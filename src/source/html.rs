//! Visible-text and preview extraction from HTML.

use scraper::node::Node;
use scraper::{ElementRef, Html, Selector};
use url::Url;

/// Title used when a page has no usable `<title>`.
pub const UNTITLED_PAGE: &str = "Untitled Page";

/// Elements whose contents are never shown to a reader.
const HIDDEN_ELEMENTS: &[&str] = &[
    "head", "script", "style", "noscript", "template", "svg", "iframe", "object", "canvas",
];

/// Elements that start a new line of text.
const BLOCK_ELEMENTS: &[&str] = &[
    "address", "article", "aside", "blockquote", "body", "dd", "details", "div", "dl", "dt",
    "fieldset", "figcaption", "figure", "footer", "form", "h1", "h2", "h3", "h4", "h5", "h6",
    "header", "hr", "li", "main", "nav", "ol", "p", "pre", "section", "summary", "table", "td",
    "th", "tr", "ul",
];

/// What a page offers for display and generation.
#[derive(Debug, Clone, PartialEq, Eq)]
pub struct PageExtract {
    pub text: String,
    pub title: String,
    pub preview_image_url: Option<String>,
}

/// Extract visible text, title and preview image from a document.
///
/// `base` resolves relative image URLs.
pub fn extract_page(markup: &str, base: Option<&Url>) -> PageExtract {
    let document = Html::parse_document(markup);

    PageExtract {
        text: visible_text(&document),
        title: page_title(&document),
        preview_image_url: preview_image(&document, base),
    }
}

fn selector(css: &str) -> Selector {
    Selector::parse(css).expect("static selector")
}

fn page_title(document: &Html) -> String {
    document
        .select(&selector("title"))
        .next()
        .map(|title| collapse_whitespace(&title.text().collect::<String>()))
        .filter(|title| !title.is_empty())
        .unwrap_or_else(|| UNTITLED_PAGE.to_string())
}

/// Open Graph image first, then the first inline image.
fn preview_image(document: &Html, base: Option<&Url>) -> Option<String> {
    let og_image = document
        .select(&selector(r#"meta[property="og:image"], meta[name="og:image"]"#))
        .filter_map(|meta| meta.value().attr("content"))
        .map(str::trim)
        .find(|content| !content.is_empty());

    let candidate = og_image.or_else(|| {
        document
            .select(&selector("img[src]"))
            .filter_map(|img| img.value().attr("src"))
            .map(str::trim)
            .find(|src| !src.is_empty())
    })?;

    let resolved = base
        .and_then(|base| base.join(candidate).ok())
        .map(|url| url.to_string())
        .unwrap_or_else(|| candidate.to_string());

    Some(resolved)
}

fn visible_text(document: &Html) -> String {
    let mut lines = Vec::new();
    let mut current = String::new();
    walk(document.root_element(), &mut lines, &mut current);
    flush_line(&mut lines, &mut current);
    lines.join("\n")
}

fn walk(element: ElementRef<'_>, lines: &mut Vec<String>, current: &mut String) {
    let name = element.value().name();
    if HIDDEN_ELEMENTS.contains(&name) {
        return;
    }

    let block = BLOCK_ELEMENTS.contains(&name);
    if block || name == "br" {
        flush_line(lines, current);
    }

    for child in element.children() {
        match child.value() {
            Node::Text(text) => {
                current.push_str(text);
            }
            Node::Element(_) => {
                if let Some(child_element) = ElementRef::wrap(child) {
                    walk(child_element, lines, current);
                }
            }
            _ => {}
        }
    }

    if block {
        flush_line(lines, current);
    }
}

fn flush_line(lines: &mut Vec<String>, current: &mut String) {
    let line = collapse_whitespace(current);
    if !line.is_empty() {
        lines.push(line);
    }
    current.clear();
}

fn collapse_whitespace(text: &str) -> String {
    text.split_whitespace().collect::<Vec<_>>().join(" ")
}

---+---

● **Exercise brief**
Your answer must consist of every line from the listing that holds the string "collect".

● **Result**
        .map(|title| collapse_whitespace(&title.text().collect::<String>()))
    text.split_whitespace().collect::<Vec<_>>().join(" ")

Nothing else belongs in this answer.